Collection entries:
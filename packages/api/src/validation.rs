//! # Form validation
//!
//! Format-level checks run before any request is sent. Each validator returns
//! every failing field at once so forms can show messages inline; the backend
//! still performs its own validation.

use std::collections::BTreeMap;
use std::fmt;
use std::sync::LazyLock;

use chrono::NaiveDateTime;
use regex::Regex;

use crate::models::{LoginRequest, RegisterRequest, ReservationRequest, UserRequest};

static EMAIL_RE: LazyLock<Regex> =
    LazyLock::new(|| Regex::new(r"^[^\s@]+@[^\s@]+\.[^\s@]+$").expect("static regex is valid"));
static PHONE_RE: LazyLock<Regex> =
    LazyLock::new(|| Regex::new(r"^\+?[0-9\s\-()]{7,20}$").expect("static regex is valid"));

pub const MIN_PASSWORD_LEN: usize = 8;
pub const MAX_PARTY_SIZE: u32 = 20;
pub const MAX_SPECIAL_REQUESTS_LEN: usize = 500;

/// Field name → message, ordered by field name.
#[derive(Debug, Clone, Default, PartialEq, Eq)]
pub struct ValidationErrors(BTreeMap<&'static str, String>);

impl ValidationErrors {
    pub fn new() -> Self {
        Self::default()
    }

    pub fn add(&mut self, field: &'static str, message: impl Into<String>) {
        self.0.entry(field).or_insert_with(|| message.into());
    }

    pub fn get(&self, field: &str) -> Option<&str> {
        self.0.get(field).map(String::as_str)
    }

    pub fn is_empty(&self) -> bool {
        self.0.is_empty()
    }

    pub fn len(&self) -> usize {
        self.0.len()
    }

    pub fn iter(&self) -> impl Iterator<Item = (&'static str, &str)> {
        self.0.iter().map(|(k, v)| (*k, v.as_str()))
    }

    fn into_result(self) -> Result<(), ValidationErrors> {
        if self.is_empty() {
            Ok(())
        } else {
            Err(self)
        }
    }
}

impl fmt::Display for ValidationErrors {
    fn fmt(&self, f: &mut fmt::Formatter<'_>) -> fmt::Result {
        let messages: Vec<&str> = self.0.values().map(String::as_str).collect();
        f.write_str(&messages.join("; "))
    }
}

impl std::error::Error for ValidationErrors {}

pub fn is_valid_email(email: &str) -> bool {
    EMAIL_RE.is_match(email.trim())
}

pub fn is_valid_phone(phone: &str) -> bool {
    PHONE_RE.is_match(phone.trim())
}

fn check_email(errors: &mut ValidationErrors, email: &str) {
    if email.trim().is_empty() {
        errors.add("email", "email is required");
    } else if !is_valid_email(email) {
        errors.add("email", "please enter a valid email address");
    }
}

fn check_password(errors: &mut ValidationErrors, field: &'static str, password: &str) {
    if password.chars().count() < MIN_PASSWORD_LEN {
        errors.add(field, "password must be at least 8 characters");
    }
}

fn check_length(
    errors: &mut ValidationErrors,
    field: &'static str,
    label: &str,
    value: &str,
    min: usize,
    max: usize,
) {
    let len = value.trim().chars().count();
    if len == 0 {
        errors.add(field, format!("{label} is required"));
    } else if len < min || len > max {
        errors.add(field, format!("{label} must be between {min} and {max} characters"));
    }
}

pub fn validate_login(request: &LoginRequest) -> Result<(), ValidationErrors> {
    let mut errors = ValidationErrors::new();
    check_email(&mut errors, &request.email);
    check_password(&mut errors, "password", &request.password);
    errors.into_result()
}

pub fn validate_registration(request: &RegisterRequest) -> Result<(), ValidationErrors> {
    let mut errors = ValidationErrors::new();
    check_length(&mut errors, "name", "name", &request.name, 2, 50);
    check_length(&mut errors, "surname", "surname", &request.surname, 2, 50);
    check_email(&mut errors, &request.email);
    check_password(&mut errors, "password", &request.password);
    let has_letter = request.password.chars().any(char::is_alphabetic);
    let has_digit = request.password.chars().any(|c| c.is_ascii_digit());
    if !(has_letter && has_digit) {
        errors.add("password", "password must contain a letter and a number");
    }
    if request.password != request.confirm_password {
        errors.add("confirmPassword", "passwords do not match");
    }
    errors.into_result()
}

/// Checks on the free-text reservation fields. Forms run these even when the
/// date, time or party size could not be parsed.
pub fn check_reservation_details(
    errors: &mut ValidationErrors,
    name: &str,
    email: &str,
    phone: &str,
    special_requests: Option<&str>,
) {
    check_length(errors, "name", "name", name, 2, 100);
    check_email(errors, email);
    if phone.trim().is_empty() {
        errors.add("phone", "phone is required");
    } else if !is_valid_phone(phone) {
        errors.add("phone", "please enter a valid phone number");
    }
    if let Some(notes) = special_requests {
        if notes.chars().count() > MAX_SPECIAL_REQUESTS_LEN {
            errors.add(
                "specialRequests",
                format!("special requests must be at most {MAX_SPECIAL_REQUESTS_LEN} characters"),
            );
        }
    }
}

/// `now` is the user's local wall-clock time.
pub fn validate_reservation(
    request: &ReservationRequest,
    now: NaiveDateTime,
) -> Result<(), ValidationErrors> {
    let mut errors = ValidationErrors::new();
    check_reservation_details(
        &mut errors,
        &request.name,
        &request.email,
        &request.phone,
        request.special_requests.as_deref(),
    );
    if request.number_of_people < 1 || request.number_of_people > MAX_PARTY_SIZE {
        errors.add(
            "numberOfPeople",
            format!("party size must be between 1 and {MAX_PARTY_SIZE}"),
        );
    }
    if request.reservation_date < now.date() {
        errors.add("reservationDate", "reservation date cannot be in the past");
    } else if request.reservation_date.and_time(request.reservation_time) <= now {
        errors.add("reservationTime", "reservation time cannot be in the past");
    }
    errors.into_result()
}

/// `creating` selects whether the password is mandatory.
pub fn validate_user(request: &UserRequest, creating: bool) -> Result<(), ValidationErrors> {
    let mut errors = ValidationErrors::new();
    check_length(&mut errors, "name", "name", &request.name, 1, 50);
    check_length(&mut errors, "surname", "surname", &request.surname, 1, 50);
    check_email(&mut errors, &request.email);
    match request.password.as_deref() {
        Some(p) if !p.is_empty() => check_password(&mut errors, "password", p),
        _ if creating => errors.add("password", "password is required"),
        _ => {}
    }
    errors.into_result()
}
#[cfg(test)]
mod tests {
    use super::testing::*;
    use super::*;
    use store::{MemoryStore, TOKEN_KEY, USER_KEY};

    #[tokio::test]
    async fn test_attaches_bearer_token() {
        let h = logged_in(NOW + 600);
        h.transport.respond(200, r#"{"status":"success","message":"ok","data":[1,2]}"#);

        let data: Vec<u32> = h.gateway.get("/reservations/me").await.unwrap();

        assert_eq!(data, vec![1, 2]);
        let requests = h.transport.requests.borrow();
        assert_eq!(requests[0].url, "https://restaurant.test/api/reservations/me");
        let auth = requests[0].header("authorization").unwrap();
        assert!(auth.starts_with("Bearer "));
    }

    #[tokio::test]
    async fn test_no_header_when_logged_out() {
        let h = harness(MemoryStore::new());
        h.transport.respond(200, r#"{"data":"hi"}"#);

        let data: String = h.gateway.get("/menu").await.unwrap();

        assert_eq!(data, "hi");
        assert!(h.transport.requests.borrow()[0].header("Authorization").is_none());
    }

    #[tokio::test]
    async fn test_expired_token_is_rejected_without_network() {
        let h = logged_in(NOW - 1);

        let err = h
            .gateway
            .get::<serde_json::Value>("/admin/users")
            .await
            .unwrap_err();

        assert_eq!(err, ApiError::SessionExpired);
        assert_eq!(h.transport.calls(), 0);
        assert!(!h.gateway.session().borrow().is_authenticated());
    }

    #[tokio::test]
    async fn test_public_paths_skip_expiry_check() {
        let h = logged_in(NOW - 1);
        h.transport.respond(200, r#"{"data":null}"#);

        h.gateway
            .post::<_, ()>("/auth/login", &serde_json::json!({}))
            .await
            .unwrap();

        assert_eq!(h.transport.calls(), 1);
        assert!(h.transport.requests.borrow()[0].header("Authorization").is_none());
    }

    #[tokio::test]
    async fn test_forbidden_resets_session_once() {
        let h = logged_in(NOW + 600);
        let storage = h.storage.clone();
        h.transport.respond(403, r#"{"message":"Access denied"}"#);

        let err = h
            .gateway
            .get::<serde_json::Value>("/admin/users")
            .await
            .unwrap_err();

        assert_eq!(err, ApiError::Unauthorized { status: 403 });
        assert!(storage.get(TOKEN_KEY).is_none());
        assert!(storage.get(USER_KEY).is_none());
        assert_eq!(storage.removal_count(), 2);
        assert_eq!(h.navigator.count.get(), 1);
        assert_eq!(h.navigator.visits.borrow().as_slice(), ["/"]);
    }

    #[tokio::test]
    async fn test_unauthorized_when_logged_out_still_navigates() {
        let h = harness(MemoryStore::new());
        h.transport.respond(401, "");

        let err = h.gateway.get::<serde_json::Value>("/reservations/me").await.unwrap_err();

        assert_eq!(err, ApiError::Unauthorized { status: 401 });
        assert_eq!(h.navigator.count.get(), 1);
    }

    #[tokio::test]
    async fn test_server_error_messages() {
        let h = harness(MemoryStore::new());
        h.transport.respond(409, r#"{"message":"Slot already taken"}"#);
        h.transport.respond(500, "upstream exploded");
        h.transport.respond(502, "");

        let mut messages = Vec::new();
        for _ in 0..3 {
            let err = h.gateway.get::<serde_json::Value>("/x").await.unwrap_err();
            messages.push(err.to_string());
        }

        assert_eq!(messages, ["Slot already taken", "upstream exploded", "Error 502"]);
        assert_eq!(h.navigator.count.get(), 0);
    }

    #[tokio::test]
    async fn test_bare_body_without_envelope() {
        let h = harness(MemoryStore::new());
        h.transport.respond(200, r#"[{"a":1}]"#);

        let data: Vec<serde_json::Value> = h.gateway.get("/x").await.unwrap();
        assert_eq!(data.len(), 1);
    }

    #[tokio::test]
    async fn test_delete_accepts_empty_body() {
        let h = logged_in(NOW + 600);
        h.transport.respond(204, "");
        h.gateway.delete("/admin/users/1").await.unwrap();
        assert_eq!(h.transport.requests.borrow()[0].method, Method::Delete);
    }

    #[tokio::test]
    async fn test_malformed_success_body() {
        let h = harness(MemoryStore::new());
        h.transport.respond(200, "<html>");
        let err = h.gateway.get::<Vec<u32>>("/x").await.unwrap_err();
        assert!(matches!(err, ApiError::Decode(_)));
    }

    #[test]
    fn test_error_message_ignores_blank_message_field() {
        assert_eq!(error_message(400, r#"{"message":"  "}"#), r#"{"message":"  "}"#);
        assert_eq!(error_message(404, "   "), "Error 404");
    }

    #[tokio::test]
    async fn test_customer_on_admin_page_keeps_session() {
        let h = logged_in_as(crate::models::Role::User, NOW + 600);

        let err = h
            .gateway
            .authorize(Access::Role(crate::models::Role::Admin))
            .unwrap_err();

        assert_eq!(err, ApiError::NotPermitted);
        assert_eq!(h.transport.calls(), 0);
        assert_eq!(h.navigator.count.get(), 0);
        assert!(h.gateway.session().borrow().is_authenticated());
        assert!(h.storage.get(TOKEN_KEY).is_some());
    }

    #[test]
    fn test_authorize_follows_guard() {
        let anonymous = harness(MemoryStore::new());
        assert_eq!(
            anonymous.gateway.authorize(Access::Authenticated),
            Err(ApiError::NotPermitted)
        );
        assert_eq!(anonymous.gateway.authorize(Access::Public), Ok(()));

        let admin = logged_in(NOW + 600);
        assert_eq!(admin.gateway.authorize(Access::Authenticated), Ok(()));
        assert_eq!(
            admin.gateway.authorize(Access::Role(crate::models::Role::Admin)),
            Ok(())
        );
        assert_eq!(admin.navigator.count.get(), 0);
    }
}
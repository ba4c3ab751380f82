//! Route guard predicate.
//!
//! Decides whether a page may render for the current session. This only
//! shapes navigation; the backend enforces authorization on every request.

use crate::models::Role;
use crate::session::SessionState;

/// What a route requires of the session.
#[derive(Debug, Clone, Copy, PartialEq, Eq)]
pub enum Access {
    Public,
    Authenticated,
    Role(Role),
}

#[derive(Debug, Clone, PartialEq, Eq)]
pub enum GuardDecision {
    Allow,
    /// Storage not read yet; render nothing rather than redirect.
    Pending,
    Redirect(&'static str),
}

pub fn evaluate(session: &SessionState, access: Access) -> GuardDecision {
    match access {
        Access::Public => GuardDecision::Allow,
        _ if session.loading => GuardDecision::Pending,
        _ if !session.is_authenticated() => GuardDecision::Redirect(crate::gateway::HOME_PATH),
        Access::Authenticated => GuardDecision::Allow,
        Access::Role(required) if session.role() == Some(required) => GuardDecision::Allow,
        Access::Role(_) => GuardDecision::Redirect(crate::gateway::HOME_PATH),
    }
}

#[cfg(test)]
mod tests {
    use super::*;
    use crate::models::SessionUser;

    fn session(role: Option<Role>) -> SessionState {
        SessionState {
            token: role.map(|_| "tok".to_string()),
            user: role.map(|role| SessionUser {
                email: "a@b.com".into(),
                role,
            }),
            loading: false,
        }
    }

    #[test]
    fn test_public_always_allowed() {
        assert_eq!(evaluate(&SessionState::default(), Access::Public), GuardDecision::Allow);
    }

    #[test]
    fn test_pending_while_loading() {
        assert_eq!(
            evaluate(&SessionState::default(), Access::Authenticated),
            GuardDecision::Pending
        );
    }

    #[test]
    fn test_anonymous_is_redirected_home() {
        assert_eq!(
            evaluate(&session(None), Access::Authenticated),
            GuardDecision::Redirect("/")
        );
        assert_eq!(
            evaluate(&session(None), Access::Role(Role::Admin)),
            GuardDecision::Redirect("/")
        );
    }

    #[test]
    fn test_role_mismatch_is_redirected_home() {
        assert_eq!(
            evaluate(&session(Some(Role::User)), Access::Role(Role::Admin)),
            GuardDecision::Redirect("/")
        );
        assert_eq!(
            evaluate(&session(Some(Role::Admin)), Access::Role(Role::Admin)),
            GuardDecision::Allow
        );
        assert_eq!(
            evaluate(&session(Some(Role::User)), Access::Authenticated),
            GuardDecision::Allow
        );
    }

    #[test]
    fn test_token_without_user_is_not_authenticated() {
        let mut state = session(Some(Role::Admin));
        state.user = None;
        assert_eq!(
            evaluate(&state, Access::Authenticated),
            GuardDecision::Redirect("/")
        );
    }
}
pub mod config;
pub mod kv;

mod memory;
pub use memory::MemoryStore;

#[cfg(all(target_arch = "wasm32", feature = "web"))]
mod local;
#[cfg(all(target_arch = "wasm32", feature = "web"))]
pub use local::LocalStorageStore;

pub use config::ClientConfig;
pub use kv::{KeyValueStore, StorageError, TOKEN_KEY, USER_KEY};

*Requirement*
Among the lines above, which ones include the word "trim"? Copy them.

*Written response*
    EMAIL_RE.is_match(email.trim())
    PHONE_RE.is_match(phone.trim())
    if email.trim().is_empty() {
    let len = value.trim().chars().count();
    if phone.trim().is_empty() {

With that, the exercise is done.